Recently, Bob Gray Sr, posted the following graphic on his blog:

from nasb to kjv

In Gray’s mind, Frank Logsdon’s repudiation of the New American Standard Bible is proof that modern translations of the Bible are counterfeits used by Satan to lead people astray. Logsdon’s story has been repeated countless times at IFB preacher’s meetings and conferences. But, here’s the problem…the story isn’t true. In fact, is a lie.

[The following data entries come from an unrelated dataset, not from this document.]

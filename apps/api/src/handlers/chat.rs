use std::net::SocketAddr;

use axum::extract::rejection::JsonRejection;
use axum::extract::{ConnectInfo, State};
use axum::http::{HeaderMap, StatusCode};
use axum::response::{IntoResponse, Response};
use axum::{Extension, Json};
use prcard_core::AppError;
use prcard_domain::{ChatReply, ChatRequest};

use crate::dto::{ChatRequestBody, ChatResponse};
use crate::error::ApiResult;
use crate::state::AppState;

use super::json_payload;

const UNKNOWN_CLIENT: &str = "unknown";

/// Answers a question about one form field.
///
/// The body is validated first, so rejected requests never consume the
/// caller's quota. A throttled caller gets a 429 in the normal reply shape so
/// the page can show the warning inline.
pub async fn chat_handler(
    State(state): State<AppState>,
    connect_info: Option<Extension<ConnectInfo<SocketAddr>>>,
    headers: HeaderMap,
    payload: Result<Json<ChatRequestBody>, JsonRejection>,
) -> ApiResult<Response> {
    let request = ChatRequest::try_from(json_payload(payload)?)?;
    let peer = connect_info.map(|Extension(ConnectInfo(address))| address);
    let key = client_key(&headers, peer);

    match state
        .rate_limit_service
        .check_rate_limit(&state.chat_rate_limit_rule, &key)
        .await
    {
        Ok(()) => {}
        Err(AppError::RateLimited(message)) => {
            let reply = ChatResponse::from(ChatReply::rate_limited(&message));
            return Ok((StatusCode::TOO_MANY_REQUESTS, Json(reply)).into_response());
        }
        Err(error) => return Err(error.into()),
    }

    let reply = state.chat_service.reply(&request).await?;

    Ok(Json(ChatResponse::from(reply)).into_response())
}

/// Identifies the caller: first `X-Forwarded-For` entry, then the peer
/// address, then a shared fallback bucket.
pub fn client_key(headers: &HeaderMap, peer: Option<SocketAddr>) -> String {
    headers
        .get("x-forwarded-for")
        .and_then(|value| value.to_str().ok())
        .and_then(|value| value.split(',').next())
        .map(str::trim)
        .filter(|value| !value.is_empty())
        .map(ToOwned::to_owned)
        .or_else(|| peer.map(|address| address.ip().to_string()))
        .unwrap_or_else(|| UNKNOWN_CLIENT.to_owned())
}
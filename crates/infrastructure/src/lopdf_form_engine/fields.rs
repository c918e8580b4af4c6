//! Walks the AcroForm field tree into terminal fields.

use std::collections::HashSet;

use lopdf::{Dictionary, Document, Object, ObjectId};
use prcard_domain::PdfFieldSet;

use super::objects::{acro_form, entry, inherited};
use super::text::{decode_text, value_to_string};

/// A terminal field and the widget annotations that display it.
#[derive(Debug, Clone)]
pub(super) struct FormField {
    pub(super) id: ObjectId,
    pub(super) name: String,
    pub(super) widgets: Vec<ObjectId>,
}

impl FormField {
    /// Field type (`Tx`, `Btn`, `Ch`, `Sig`), inherited through parents.
    pub(super) fn field_type<'a>(&self, document: &'a Document) -> Option<&'a [u8]> {
        inherited(document, self.id, b"FT")?.as_name().ok()
    }
}

/// Every terminal field reachable from `/AcroForm/Fields`, in tree order.
pub(super) fn collect_fields(document: &Document) -> Vec<FormField> {
    let Some(form) = acro_form(document) else {
        return Vec::new();
    };
    let Some(Object::Array(roots)) = entry(document, form, b"Fields") else {
        return Vec::new();
    };

    let mut fields = Vec::new();
    let mut visited = HashSet::new();
    for root in roots {
        if let Ok(id) = root.as_reference() {
            visit(document, id, None, &mut visited, &mut fields);
        }
    }
    fields
}

fn visit(
    document: &Document,
    id: ObjectId,
    parent_name: Option<&str>,
    visited: &mut HashSet<ObjectId>,
    fields: &mut Vec<FormField>,
) {
    if !visited.insert(id) {
        return;
    }
    let Ok(dictionary) = document.get_dictionary(id) else {
        return;
    };

    let partial_name = match entry(document, dictionary, b"T") {
        Some(Object::String(bytes, _)) => Some(decode_text(bytes)),
        _ => None,
    };
    let name = match (parent_name, partial_name) {
        (Some(parent), Some(partial)) => Some(format!("{parent}.{partial}")),
        (None, Some(partial)) => Some(partial),
        (Some(parent), None) => Some(parent.to_owned()),
        (None, None) => None,
    };

    let mut child_fields = Vec::new();
    let mut widgets = Vec::new();
    for kid in kids(document, dictionary) {
        match document.get_dictionary(kid) {
            Ok(kid_dictionary) if kid_dictionary.has(b"T") => child_fields.push(kid),
            Ok(_) => widgets.push(kid),
            Err(_) => {}
        }
    }

    for child in child_fields {
        visit(document, child, name.as_deref(), visited, fields);
    }

    let is_terminal = !widgets.is_empty() || !dictionary.has(b"Kids");
    if let (true, Some(name)) = (is_terminal, name) {
        if widgets.is_empty() {
            widgets.push(id);
        }
        fields.push(FormField { id, name, widgets });
    }
}

fn kids(document: &Document, dictionary: &Dictionary) -> Vec<ObjectId> {
    match entry(document, dictionary, b"Kids") {
        Some(Object::Array(items)) => items
            .iter()
            .filter_map(|item| item.as_reference().ok())
            .collect(),
        _ => Vec::new(),
    }
}

/// Field names mapped to their current values.
pub(super) fn read_field_values(document: &Document) -> PdfFieldSet {
    let mut field_set = PdfFieldSet::new();
    for field in collect_fields(document) {
        let value = document
            .get_dictionary(field.id)
            .ok()
            .and_then(|dictionary| entry(document, dictionary, b"V"))
            .and_then(value_to_string);
        field_set.insert(field.name, value);
    }
    field_set
}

Years ago, the Lockman Foundation, the group that holds the copyright to the New American Standard Bible, released a statement about the  Frank Logsdon story:

The Board of Directors of The Lockman Foundation launched the NEW AMERICAN STANDARD BIBLE translation work in the late 1950’s following the completion of the AMPLIFIED NEW TESTAMENT.  Dr. S. Franklin Logsdon was acquainted with Dewey Lockman, president of The Lockman Foundation, prior to Mr. Lockman’s death in 1974.  Mr. Logsdon was never a member of the Board of Directors, nor was he an employee of The Lockman Foundation.  Mr. Logsdon had no authority to hire employees or translators for the Foundation, to set policy, to vote, to hold office, to incur expenses, etc.  He cannot be considered “co-founder” of the NASB, nor part of The Lockman Foundation, nor part of the NASB translation team, nor did he write the forward of the NASB.  According to our records, he was present at board meetings on two occasions — once to hear a travel report; and once to deliver an “inspirational thought.”

Mr. Logsdon last wrote to Mr. Lockman in fall of 1973 that he was moving to Florida.  Mr. Lockman replied that he was surprised and saddened by his decision to leave the area.  Mr. Lockman passed away in January of 1974, and no further correspondence was exchanged between Frank Logsdon and The Lockman Foundation.  He resided in Florida until his passing some years ago.

The grass withers, the flower fades; but the word of our God stands forever.  Isaiah 40:8  (NASB)

The Lockman Foundation

While this statement appears on James White’s Alpha and Omega Ministries website, Dr. Jay Wile, a creationist, confirmed with the Lockman Foundation that the statement is theirs.

I will let Bob Gray know that he is spreading a falsehood. It will be interesting to see what he does.

This lie can also be found on AV 1611, Defend and Proclaim the Faith, Jack Chick, to name a few.